## Task details
A verbatim transcript of the lines below, starting at the first and ending with the one that holds "files, when requested.", is what should be produced.

___ Entries provided ___

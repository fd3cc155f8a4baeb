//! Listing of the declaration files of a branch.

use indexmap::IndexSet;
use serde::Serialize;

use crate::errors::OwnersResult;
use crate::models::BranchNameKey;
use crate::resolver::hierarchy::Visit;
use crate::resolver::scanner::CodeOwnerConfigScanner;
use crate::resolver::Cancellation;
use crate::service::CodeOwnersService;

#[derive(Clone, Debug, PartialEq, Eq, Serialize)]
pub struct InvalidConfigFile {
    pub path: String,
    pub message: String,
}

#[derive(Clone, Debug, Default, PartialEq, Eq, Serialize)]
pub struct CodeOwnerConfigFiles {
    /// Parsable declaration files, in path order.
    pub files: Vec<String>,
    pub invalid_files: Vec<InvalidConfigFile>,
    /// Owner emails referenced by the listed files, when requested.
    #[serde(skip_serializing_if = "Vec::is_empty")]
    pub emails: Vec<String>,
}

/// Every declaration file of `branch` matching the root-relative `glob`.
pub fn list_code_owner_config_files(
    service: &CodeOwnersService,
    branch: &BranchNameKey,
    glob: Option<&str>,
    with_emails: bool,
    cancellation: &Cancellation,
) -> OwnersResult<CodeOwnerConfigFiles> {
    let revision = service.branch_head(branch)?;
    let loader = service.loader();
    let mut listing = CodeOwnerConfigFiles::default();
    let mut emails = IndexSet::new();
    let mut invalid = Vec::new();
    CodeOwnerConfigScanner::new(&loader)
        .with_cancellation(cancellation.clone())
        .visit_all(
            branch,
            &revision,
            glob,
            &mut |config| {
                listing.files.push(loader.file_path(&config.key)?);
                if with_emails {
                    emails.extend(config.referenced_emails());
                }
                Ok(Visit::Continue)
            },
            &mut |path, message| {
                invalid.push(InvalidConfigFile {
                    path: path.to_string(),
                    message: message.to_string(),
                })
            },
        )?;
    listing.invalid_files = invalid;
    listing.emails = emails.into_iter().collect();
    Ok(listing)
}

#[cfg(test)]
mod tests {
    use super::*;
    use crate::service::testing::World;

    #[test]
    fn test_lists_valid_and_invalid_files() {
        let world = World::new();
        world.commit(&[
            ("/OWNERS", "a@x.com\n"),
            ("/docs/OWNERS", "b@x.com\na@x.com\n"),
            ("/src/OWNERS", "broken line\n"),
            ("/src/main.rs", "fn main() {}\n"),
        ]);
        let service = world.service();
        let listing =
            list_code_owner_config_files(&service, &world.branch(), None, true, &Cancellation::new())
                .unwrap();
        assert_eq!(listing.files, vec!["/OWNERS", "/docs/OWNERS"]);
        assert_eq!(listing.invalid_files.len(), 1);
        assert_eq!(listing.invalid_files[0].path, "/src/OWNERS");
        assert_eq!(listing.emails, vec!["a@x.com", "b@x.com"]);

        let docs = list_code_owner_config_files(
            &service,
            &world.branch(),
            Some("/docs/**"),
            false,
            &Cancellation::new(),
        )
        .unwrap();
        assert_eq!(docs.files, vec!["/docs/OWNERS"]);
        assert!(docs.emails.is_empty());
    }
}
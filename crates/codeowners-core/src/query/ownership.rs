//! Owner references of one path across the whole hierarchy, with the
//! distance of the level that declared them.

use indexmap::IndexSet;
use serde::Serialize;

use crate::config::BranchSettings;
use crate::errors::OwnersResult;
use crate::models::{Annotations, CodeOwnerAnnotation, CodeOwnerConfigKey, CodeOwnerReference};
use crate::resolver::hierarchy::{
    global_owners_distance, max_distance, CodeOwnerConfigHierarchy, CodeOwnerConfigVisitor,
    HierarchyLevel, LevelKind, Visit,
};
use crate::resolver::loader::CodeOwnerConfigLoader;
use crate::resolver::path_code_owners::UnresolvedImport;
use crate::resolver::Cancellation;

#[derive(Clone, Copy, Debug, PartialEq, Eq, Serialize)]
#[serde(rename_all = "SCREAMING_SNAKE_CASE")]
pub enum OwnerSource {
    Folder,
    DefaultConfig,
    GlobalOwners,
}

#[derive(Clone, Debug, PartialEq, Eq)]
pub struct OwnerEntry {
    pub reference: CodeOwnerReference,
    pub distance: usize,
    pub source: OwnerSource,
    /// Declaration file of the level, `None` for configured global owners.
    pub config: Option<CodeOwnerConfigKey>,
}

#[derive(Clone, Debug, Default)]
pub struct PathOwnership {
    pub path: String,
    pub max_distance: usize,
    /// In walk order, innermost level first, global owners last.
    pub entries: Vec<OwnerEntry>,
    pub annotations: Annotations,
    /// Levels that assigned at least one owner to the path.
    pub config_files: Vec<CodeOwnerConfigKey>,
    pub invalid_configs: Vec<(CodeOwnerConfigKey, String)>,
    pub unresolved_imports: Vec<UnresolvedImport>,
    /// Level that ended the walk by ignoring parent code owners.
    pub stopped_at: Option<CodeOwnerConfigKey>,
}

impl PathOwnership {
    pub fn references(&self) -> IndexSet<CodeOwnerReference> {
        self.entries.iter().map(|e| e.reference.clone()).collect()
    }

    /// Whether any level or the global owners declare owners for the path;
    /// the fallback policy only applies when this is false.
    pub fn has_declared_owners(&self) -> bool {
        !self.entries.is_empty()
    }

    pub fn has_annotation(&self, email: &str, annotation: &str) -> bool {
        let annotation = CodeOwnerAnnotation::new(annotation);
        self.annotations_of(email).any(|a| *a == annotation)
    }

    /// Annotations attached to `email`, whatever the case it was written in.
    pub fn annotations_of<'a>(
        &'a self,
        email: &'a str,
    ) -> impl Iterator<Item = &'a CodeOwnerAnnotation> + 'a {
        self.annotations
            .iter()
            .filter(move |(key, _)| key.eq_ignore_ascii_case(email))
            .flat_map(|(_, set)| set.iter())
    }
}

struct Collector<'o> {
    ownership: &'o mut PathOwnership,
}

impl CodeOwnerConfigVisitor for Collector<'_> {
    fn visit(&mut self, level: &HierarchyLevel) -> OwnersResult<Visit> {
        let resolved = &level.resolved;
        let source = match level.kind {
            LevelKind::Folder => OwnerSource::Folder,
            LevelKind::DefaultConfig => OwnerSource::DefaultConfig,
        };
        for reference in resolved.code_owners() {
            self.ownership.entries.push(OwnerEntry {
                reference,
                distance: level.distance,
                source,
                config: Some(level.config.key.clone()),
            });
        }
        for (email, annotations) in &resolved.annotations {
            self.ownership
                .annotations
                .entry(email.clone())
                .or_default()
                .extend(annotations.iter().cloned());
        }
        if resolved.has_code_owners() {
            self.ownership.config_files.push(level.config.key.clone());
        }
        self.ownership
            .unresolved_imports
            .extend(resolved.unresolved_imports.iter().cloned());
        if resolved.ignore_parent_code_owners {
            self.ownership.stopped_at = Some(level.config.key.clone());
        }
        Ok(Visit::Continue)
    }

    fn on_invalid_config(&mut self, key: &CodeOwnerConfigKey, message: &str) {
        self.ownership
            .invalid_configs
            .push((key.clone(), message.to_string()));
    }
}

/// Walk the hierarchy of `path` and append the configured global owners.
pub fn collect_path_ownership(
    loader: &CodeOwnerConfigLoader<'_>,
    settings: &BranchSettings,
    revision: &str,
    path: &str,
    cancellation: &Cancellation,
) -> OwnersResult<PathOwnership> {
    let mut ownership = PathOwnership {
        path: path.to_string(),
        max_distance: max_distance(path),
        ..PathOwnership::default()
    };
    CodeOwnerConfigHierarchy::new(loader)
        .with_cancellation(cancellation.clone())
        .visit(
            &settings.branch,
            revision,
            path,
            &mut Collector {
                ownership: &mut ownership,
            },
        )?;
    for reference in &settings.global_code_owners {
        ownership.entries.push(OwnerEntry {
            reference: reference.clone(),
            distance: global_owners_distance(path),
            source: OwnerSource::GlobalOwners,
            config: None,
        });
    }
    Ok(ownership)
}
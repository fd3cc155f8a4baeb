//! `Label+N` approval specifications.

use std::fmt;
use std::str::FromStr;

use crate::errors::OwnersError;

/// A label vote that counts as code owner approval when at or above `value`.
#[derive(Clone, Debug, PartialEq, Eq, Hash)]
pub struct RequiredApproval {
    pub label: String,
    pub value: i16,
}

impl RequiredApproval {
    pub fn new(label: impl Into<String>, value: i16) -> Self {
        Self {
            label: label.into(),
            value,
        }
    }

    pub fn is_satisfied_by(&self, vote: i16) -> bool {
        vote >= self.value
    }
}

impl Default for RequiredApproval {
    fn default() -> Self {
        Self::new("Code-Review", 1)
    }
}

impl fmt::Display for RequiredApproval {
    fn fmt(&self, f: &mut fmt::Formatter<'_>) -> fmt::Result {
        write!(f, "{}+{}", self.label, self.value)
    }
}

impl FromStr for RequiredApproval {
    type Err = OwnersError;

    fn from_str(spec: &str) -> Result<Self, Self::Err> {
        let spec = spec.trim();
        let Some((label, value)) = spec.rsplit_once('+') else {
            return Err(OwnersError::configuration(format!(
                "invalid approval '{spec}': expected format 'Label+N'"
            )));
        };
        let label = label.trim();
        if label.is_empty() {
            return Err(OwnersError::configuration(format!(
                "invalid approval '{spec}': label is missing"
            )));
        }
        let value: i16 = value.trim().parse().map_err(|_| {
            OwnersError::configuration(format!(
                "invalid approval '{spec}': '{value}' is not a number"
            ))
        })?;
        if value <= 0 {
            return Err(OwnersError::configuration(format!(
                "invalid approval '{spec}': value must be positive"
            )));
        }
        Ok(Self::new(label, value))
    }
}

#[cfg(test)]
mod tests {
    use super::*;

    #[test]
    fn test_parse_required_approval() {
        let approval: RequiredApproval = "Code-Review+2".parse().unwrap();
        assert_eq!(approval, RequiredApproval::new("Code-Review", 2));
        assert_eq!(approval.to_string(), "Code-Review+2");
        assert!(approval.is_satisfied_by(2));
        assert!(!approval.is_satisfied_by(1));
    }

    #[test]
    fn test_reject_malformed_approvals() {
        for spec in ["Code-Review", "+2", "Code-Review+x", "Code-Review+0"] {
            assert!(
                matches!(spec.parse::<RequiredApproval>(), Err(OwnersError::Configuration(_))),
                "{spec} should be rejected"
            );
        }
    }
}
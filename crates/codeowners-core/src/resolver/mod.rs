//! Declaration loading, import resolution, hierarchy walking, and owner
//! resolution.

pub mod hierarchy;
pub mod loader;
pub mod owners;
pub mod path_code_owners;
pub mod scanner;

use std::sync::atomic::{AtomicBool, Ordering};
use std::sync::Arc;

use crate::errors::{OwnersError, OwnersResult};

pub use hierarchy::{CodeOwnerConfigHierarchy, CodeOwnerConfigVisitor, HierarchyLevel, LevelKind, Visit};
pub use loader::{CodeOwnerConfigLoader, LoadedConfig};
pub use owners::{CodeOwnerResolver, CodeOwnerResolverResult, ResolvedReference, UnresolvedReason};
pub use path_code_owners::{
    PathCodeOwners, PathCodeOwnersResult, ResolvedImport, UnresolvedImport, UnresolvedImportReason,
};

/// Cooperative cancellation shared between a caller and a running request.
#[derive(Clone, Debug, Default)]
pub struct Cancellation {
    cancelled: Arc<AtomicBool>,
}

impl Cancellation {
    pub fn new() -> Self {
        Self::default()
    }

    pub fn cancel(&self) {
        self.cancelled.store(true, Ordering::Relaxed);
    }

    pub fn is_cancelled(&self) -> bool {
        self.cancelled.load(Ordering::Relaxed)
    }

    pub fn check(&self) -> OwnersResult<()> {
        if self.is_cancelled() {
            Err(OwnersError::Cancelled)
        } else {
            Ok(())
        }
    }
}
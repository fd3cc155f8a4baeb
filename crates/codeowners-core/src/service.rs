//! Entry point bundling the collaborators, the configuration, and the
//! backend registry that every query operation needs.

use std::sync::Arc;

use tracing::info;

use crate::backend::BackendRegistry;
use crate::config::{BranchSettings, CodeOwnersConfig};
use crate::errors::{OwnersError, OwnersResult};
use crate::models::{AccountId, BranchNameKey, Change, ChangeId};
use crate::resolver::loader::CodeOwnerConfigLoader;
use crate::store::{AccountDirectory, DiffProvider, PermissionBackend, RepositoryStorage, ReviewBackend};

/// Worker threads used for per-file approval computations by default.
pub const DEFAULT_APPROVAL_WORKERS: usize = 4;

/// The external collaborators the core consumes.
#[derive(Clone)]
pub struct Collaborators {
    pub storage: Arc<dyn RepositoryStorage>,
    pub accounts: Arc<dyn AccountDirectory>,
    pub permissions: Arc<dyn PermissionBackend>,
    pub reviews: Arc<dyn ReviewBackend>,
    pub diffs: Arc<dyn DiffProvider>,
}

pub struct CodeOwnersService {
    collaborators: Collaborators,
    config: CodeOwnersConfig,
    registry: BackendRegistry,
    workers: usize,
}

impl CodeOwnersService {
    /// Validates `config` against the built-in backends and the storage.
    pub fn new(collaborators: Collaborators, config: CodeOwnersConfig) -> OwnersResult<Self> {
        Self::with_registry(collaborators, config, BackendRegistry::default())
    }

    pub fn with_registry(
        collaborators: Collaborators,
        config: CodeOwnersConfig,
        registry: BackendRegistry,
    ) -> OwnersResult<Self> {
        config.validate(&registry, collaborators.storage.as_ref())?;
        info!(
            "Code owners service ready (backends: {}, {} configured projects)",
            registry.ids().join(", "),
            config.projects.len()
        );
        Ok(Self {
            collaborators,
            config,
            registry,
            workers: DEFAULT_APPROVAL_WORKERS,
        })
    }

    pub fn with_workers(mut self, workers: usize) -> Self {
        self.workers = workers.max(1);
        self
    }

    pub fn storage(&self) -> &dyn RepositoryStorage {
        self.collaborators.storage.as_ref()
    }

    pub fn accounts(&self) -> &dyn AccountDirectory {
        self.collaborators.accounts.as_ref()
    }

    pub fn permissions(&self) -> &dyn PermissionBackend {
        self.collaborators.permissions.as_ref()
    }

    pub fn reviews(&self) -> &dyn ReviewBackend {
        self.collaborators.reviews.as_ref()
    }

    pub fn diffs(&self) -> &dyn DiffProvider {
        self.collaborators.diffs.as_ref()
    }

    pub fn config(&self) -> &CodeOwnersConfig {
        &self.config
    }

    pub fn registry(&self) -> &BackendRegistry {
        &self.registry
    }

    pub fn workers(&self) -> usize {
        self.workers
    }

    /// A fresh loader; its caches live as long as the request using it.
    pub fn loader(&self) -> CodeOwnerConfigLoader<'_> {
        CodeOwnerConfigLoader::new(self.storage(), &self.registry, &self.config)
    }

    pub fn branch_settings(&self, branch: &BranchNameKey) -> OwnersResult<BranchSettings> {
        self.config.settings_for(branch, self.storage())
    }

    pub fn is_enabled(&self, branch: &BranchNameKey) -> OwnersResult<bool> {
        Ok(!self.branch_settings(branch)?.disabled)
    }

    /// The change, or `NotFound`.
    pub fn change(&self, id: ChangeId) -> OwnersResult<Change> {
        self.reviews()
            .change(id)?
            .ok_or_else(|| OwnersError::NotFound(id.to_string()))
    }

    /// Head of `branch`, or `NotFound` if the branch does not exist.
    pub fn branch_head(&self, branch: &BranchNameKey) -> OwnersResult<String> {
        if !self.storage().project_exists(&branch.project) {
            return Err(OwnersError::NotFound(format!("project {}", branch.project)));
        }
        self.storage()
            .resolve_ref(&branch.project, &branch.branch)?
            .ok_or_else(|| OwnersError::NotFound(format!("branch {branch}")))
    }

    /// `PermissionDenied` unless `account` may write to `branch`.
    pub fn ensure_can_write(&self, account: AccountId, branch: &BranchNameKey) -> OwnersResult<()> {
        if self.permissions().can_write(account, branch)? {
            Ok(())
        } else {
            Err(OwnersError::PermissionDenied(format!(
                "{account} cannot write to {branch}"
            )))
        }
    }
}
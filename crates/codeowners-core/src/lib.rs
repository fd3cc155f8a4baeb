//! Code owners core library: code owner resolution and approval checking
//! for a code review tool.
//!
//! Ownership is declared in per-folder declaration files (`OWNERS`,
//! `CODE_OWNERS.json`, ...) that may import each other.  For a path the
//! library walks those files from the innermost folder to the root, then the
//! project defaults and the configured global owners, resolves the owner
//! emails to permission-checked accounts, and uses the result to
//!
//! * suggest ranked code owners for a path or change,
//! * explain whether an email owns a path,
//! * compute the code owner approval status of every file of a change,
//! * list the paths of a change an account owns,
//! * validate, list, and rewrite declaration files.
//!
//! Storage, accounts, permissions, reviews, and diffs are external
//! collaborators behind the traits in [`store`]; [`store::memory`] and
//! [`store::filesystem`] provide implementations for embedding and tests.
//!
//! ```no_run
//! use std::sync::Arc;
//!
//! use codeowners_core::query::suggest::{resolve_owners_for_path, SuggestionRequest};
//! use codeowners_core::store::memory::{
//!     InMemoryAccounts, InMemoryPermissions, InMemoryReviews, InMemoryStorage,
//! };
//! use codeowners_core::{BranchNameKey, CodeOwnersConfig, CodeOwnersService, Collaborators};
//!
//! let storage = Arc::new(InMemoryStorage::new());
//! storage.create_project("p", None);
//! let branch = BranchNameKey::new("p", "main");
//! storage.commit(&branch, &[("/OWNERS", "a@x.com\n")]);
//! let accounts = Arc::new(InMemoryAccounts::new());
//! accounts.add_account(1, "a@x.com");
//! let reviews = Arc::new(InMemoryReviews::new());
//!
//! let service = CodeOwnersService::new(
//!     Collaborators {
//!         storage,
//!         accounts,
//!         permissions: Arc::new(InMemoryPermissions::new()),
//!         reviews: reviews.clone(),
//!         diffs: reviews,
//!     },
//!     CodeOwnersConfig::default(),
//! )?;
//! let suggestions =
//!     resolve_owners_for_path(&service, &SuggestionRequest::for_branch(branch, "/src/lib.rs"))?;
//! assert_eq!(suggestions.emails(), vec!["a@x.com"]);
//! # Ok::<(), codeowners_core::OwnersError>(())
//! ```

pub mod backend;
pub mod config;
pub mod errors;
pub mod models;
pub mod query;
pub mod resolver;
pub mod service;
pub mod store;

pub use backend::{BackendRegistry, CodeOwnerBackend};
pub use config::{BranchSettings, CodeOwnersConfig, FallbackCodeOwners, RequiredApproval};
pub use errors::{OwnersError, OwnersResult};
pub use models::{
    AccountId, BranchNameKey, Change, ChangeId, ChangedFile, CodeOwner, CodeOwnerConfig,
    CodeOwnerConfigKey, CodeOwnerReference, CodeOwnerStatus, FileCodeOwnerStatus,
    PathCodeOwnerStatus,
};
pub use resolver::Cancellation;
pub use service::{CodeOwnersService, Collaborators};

___

## Answer for this exercise
repository fd3cc155f8a4baeb
//! Listing of the declaration files of a branch.

use indexmap::IndexSet;
use serde::Serialize;

use crate::errors::OwnersResult;
use crate::models::BranchNameKey;
use crate::resolver::hierarchy::Visit;
use crate::resolver::scanner::CodeOwnerConfigScanner;
use crate::resolver::Cancellation;
use crate::service::CodeOwnersService;

#[derive(Clone, Debug, PartialEq, Eq, Serialize)]
pub struct InvalidConfigFile {
    pub path: String,
    pub message: String,
}

#[derive(Clone, Debug, Default, PartialEq, Eq, Serialize)]
pub struct CodeOwnerConfigFiles {
    /// Parsable declaration files, in path order.
    pub files: Vec<String>,
    pub invalid_files: Vec<InvalidConfigFile>,
    /// Owner emails referenced by the listed files, when requested.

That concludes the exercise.